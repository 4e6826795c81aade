//! Antagonist data: good/bad alignment, mandate and patrol paths.

use bevy_ecs::prelude::{Component, Entity};
use glam::Vec2;
use std::sync::Arc;

use crate::components::animation::AnimationTable;

/// The behavioral goal currently driving a task bot. Exactly one is active.
#[derive(Clone, Copy, Debug, PartialEq)]
pub enum Mandate {
    /// Chase the agent of another entity.
    HuntAgent(Entity),
    FollowGoodPatrolPath,
    FollowBadPatrolPath,
    /// Walk back to a point on a patrol path before patrolling again.
    ReturnToPositionOnPath(Vec2),
}

#[derive(Component, Clone, Debug)]
pub struct TaskBot {
    /// Change through [`crate::entities::set_task_bot_good`] so the side
    /// effects run.
    pub is_good: bool,
    pub mandate: Mandate,
    pub good_path_points: Vec<Vec2>,
    pub bad_path_points: Vec<Vec2>,
    pub good_animations: Arc<AnimationTable>,
    pub bad_animations: Arc<AnimationTable>,
    /// Time since the steering behavior was last rebuilt while agent
    /// controlled.
    pub time_since_behavior_update: f32,
}

impl TaskBot {
    pub fn new(
        is_good: bool,
        good_path_points: Vec<Vec2>,
        bad_path_points: Vec<Vec2>,
        good_animations: Arc<AnimationTable>,
        bad_animations: Arc<AnimationTable>,
    ) -> Self {
        Self {
            is_good,
            mandate: if is_good {
                Mandate::FollowGoodPatrolPath
            } else {
                Mandate::FollowBadPatrolPath
            },
            good_path_points,
            bad_path_points,
            good_animations,
            bad_animations,
            time_since_behavior_update: 0.0,
        }
    }

    pub fn patrol_path(&self) -> &[Vec2] {
        if self.is_good {
            &self.good_path_points
        } else {
            &self.bad_path_points
        }
    }

    pub fn animations_for(&self, is_good: bool) -> Arc<AnimationTable> {
        if is_good {
            Arc::clone(&self.good_animations)
        } else {
            Arc::clone(&self.bad_animations)
        }
    }
}

/// Point of `path` closest to `position`, or `None` for an empty path.
pub fn closest_point_on_path(position: Vec2, path: &[Vec2]) -> Option<Vec2> {
    path.iter().copied().min_by(|a, b| {
        position
            .distance_squared(*a)
            .total_cmp(&position.distance_squared(*b))
    })
}

/// Attack bookkeeping for ground bots.
#[derive(Component, Clone, Copy, Debug, Default)]
pub struct GroundBot {
    /// Where the current attack is aimed, recorded when it was triggered.
    pub target_position: Option<Vec2>,
    /// Distance to the target on the previous attack tick.
    pub last_distance_to_target: Option<f32>,
}

#[cfg(test)]
mod tests {
    use super::*;

    #[test]
    fn closest_point_picks_nearest_waypoint() {
        let path = [Vec2::new(0.0, 0.0), Vec2::new(100.0, 0.0), Vec2::new(100.0, 100.0)];
        assert_eq!(
            closest_point_on_path(Vec2::new(90.0, 20.0), &path),
            Some(Vec2::new(100.0, 0.0))
        );
        assert_eq!(closest_point_on_path(Vec2::ZERO, &[]), None);
    }

    #[test]
    fn initial_mandate_follows_alignment() {
        let table = Arc::new(AnimationTable::default());
        let good = TaskBot::new(true, vec![], vec![], table.clone(), table.clone());
        let bad = TaskBot::new(false, vec![], vec![], table.clone(), table);
        assert_eq!(good.mandate, Mandate::FollowGoodPatrolPath);
        assert_eq!(bad.mandate, Mandate::FollowBadPatrolPath);
    }
}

===

__Aim of the exercise__
Send back exactly, with nothing added, the lines from the first line of the material above through the line holding "use crate::components::animation::AnimationTable;"; both ends are included.

__Exercise solution__
repository 4e6826795c81aade
//! Antagonist data: good/bad alignment, mandate and patrol paths.

use bevy_ecs::prelude::{Component, Entity};
use glam::Vec2;
use std::sync::Arc;

use crate::components::animation::AnimationTable;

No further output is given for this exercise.